** Opening Material for this exercise block **

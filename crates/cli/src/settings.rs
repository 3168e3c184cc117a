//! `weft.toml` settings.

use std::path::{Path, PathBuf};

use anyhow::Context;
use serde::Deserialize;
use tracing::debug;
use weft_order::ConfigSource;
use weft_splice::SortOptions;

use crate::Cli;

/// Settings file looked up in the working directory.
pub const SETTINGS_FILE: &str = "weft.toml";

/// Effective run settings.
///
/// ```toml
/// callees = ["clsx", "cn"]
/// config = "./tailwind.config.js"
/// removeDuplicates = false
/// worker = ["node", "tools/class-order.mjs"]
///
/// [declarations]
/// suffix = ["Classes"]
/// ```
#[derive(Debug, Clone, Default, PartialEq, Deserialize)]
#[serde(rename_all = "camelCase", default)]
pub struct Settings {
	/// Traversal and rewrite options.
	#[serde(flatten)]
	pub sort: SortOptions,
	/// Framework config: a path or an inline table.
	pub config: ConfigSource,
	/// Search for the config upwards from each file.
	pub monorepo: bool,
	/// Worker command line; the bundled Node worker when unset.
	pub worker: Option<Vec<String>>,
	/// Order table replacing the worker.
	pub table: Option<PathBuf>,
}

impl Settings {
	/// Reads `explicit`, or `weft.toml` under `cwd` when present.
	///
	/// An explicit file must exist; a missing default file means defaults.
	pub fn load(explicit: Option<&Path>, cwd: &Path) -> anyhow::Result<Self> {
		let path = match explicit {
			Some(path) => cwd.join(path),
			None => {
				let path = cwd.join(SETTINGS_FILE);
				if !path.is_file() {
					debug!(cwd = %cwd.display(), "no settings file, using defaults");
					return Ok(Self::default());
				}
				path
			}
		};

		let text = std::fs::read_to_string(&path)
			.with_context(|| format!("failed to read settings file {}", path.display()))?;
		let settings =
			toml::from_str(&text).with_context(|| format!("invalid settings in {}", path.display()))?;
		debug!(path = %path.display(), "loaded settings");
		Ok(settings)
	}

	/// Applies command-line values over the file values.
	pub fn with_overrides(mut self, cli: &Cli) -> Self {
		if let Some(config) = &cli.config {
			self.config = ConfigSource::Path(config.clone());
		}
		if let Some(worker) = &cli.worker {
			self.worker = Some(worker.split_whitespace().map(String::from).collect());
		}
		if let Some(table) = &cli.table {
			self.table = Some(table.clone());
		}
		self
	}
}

** Closing Material for this exercise block **

Your assignment: Please give an exact restatement of only the lines from the beginning of the material above to the line with "pub const SETTINGS_FILE: &str", inclusive.

Written response:
filename crates/cli/src/settings.rs
repository 3168e3c184cc117a
//! `weft.toml` settings.

use std::path::{Path, PathBuf};

use anyhow::Context;
use serde::Deserialize;
use tracing::debug;
use weft_order::ConfigSource;
use weft_splice::SortOptions;

use crate::Cli;

/// Settings file looked up in the working directory.
pub const SETTINGS_FILE: &str = "weft.toml";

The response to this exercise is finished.